**EXERCISE INSTRUCTIONS:** Everything from the line containing "expression contains a" to the close of the records below should be output exactly, line by line, with no other lines given.

○ ○ ○ ○ ○

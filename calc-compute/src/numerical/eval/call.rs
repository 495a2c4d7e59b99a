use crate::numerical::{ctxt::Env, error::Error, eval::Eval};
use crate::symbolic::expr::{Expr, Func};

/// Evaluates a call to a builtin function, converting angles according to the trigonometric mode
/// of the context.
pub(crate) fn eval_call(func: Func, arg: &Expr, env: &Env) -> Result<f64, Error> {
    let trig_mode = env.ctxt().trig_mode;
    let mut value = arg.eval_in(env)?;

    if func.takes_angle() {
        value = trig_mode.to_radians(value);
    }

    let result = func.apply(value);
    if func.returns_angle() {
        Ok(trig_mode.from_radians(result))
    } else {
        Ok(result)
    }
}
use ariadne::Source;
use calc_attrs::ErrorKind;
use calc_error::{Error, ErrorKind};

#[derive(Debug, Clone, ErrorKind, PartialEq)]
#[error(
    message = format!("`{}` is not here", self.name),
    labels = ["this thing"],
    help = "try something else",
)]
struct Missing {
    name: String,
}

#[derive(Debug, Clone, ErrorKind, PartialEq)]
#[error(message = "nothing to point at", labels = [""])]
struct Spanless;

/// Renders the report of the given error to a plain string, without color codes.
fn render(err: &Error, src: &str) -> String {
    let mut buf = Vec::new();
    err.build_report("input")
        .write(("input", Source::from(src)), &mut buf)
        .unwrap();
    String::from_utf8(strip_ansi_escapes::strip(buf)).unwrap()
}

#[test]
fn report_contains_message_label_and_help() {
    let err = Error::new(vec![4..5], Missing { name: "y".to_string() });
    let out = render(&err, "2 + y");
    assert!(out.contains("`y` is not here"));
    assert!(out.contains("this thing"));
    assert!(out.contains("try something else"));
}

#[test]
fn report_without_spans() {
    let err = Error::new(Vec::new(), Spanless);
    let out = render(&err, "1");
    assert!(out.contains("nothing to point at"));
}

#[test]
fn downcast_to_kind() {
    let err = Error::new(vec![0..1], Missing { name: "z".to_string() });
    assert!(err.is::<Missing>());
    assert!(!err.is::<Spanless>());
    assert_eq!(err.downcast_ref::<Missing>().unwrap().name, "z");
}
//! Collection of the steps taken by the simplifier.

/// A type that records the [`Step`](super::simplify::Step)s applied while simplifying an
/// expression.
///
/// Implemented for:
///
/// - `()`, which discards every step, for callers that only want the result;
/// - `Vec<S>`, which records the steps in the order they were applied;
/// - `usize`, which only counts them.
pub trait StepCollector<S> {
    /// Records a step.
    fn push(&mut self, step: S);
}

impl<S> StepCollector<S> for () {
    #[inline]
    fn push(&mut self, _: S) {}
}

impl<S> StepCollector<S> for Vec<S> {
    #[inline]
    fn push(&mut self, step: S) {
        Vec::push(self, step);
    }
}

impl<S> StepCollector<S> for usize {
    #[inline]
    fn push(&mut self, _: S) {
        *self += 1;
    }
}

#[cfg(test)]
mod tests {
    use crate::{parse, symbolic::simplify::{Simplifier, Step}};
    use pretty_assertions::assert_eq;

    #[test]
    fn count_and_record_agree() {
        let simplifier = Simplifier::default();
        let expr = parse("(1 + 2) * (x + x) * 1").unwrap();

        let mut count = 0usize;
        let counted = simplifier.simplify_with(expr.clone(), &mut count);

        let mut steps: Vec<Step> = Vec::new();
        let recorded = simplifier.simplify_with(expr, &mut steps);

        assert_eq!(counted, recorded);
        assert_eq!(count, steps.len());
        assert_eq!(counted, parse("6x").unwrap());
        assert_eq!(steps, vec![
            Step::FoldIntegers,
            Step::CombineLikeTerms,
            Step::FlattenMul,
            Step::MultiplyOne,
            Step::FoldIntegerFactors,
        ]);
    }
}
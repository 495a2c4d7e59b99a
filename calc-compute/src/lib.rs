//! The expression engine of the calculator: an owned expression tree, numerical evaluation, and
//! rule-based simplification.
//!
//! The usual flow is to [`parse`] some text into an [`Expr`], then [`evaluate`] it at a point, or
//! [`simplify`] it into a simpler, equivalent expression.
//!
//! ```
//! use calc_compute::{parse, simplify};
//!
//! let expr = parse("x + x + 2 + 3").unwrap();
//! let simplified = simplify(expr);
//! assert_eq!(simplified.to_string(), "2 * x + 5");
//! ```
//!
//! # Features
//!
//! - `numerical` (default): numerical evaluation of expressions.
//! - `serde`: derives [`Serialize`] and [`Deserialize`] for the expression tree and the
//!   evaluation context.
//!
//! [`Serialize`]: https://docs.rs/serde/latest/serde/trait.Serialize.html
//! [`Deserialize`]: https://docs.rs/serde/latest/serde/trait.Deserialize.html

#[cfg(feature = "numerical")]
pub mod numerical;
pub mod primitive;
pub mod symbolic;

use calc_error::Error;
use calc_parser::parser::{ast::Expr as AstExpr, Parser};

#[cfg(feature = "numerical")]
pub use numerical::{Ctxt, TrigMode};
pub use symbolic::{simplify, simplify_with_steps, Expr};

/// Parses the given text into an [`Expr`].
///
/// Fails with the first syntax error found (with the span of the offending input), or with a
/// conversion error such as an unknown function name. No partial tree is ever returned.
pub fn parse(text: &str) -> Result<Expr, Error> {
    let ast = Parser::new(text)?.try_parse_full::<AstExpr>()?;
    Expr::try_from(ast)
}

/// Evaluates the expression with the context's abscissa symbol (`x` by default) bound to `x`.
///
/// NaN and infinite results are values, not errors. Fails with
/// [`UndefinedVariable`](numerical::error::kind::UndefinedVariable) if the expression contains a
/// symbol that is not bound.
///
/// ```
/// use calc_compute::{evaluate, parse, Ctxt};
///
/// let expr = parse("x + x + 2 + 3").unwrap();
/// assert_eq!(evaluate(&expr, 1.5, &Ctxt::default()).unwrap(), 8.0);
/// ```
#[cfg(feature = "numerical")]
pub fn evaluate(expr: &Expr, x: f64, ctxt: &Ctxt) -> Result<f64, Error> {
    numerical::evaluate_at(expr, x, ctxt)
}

○ ○ ○ ○ ○

**EXPECTED OUTPUT:**
/// [`UndefinedVariable`](numerical::error::kind::UndefinedVariable) if the expression contains a
/// symbol that is not bound.
///
/// ```
/// use calc_compute::{evaluate, parse, Ctxt};
///
/// let expr = parse("x + x + 2 + 3").unwrap();
/// assert_eq!(evaluate(&expr, 1.5, &Ctxt::default()).unwrap(), 8.0);
/// ```
#[cfg(feature = "numerical")]
pub fn evaluate(expr: &Expr, x: f64, ctxt: &Ctxt) -> Result<f64, Error> {
    numerical::evaluate_at(expr, x, ctxt)
}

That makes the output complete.